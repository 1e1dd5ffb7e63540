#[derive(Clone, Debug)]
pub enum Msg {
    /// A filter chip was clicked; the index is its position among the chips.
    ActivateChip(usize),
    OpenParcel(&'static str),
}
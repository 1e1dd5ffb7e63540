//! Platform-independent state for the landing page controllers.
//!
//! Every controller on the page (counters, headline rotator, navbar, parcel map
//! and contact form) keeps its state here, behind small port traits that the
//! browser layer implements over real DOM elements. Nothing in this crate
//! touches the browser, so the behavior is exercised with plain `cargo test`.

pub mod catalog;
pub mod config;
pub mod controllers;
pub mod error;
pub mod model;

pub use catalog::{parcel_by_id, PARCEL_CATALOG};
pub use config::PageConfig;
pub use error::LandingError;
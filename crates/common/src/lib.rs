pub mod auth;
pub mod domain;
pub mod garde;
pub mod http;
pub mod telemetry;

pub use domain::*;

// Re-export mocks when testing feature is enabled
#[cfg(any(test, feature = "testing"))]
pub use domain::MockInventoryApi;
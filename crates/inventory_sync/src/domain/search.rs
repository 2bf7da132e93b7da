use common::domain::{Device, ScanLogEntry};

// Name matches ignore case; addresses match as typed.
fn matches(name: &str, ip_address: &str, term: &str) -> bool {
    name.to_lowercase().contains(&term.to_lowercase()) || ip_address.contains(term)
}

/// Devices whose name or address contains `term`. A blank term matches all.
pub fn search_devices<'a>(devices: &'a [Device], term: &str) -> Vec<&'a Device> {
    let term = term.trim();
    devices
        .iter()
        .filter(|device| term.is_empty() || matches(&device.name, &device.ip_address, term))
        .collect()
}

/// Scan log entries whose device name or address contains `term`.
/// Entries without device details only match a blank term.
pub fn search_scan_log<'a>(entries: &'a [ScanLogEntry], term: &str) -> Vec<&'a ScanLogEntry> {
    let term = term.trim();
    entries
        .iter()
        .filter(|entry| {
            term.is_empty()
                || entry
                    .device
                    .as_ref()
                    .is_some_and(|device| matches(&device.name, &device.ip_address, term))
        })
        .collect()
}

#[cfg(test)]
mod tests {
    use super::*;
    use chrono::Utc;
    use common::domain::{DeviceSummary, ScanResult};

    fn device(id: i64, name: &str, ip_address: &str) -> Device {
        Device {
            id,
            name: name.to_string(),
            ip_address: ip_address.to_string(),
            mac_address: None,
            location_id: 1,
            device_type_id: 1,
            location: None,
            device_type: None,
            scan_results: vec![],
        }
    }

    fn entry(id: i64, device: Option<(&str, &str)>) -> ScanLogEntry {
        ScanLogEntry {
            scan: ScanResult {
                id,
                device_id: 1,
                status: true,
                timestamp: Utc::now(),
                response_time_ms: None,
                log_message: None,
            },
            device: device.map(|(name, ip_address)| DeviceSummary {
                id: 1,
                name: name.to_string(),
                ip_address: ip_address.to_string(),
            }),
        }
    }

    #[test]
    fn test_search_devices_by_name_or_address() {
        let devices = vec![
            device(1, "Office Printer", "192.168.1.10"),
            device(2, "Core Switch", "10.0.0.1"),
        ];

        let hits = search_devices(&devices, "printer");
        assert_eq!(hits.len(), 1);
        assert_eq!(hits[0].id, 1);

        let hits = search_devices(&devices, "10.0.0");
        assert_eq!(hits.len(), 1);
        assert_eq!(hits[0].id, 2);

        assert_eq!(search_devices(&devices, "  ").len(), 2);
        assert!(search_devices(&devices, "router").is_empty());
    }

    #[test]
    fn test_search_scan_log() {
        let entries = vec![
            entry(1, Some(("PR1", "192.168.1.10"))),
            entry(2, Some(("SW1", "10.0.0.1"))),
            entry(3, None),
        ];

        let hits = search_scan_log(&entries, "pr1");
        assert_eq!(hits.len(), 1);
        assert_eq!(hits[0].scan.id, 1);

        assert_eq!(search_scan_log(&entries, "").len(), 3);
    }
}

=====

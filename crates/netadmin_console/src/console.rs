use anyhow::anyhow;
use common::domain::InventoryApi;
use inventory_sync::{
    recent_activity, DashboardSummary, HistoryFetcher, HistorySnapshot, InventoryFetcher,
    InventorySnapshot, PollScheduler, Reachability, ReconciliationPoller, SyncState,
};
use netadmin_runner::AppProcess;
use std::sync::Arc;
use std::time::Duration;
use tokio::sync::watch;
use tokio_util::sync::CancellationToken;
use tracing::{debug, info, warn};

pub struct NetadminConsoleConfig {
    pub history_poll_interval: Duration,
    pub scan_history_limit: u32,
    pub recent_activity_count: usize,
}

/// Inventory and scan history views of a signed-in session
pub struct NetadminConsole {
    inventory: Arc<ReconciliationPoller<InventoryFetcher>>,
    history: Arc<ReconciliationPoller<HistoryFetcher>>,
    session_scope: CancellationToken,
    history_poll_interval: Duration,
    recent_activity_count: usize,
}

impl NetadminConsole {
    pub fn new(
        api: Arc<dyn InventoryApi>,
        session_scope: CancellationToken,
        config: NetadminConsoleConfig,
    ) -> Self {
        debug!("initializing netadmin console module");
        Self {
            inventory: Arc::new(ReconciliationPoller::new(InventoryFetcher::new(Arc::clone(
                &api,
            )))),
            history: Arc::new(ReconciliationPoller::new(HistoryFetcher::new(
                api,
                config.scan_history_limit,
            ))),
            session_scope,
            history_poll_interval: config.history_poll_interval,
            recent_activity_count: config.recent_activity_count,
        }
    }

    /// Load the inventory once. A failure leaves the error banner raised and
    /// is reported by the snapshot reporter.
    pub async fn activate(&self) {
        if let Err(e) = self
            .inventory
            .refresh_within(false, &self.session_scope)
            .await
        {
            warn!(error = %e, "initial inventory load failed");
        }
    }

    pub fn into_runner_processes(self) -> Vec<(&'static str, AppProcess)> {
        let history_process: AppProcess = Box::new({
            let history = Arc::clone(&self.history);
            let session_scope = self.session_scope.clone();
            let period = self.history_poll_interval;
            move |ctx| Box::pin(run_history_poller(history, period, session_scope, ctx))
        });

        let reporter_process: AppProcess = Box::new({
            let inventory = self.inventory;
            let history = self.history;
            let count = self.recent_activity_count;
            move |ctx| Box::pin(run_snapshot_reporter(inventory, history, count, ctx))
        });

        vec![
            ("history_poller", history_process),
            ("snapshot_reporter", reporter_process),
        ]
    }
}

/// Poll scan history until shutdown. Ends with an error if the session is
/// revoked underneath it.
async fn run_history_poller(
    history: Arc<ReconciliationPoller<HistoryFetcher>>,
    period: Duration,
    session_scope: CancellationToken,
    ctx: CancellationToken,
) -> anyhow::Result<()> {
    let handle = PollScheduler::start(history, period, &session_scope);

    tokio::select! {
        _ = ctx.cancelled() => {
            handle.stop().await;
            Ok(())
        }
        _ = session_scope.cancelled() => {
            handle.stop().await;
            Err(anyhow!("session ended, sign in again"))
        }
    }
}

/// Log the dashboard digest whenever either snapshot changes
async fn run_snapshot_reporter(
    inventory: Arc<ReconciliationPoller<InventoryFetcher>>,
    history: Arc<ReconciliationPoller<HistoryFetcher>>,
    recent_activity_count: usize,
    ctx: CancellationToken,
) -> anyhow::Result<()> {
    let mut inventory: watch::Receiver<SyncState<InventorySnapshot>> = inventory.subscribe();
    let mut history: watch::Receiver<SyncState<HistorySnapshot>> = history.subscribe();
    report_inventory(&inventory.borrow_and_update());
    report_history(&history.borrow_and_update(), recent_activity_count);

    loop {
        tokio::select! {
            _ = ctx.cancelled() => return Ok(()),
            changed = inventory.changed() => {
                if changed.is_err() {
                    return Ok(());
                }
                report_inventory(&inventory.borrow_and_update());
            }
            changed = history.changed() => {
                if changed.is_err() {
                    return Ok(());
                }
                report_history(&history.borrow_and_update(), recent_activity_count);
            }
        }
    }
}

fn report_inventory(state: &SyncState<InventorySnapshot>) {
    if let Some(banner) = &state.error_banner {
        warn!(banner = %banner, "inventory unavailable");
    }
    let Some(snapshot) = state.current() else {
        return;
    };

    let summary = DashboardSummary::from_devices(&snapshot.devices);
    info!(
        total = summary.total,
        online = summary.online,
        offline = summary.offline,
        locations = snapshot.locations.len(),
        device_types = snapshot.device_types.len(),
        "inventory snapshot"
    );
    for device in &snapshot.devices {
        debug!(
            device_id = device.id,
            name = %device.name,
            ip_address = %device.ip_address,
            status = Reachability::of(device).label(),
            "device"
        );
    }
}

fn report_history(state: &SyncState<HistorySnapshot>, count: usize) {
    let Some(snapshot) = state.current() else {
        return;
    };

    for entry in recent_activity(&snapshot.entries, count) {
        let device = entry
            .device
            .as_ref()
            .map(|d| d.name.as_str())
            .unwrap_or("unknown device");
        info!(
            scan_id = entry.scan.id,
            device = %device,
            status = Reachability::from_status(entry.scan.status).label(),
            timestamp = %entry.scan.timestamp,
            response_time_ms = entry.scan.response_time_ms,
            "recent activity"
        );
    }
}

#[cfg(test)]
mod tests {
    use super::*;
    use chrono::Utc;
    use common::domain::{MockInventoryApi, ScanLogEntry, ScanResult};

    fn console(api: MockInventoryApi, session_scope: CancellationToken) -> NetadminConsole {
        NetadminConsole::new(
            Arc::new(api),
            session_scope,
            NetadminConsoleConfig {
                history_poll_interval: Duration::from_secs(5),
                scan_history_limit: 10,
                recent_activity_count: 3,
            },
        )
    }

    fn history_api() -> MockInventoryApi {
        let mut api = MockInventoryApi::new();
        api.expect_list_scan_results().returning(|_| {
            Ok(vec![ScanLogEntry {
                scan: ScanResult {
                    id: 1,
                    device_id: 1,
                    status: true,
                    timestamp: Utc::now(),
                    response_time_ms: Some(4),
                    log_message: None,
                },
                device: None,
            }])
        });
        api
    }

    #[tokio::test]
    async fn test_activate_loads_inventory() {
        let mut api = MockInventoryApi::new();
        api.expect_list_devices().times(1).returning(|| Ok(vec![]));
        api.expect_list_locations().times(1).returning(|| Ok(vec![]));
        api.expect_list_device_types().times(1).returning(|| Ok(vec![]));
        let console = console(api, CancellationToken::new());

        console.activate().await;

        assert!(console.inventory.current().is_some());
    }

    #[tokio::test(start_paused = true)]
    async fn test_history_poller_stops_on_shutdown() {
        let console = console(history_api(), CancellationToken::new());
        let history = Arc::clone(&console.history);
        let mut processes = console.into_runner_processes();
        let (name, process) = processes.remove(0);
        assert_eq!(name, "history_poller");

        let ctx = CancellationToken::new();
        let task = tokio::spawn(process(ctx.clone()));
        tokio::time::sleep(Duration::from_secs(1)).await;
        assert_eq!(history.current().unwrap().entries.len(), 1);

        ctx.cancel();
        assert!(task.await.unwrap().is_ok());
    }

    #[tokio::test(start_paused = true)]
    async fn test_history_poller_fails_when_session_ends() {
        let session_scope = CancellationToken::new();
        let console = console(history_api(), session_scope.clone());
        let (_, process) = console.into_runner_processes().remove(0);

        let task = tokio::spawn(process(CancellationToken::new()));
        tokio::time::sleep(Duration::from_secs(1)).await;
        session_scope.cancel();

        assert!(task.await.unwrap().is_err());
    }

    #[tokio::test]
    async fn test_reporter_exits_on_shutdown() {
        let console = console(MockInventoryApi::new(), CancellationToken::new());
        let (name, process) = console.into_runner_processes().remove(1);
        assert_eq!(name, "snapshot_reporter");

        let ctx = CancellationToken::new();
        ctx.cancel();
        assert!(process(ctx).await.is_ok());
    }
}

=====

* [PROBLEM STATEMENT]:
Filter the entries down to the lines containing "task". Copy each of those lines.

* [RESPONSE BOX]:
        let task = tokio::spawn(process(ctx.clone()));
        assert!(task.await.unwrap().is_ok());
        let task = tokio::spawn(process(CancellationToken::new()));
        assert!(task.await.unwrap().is_err());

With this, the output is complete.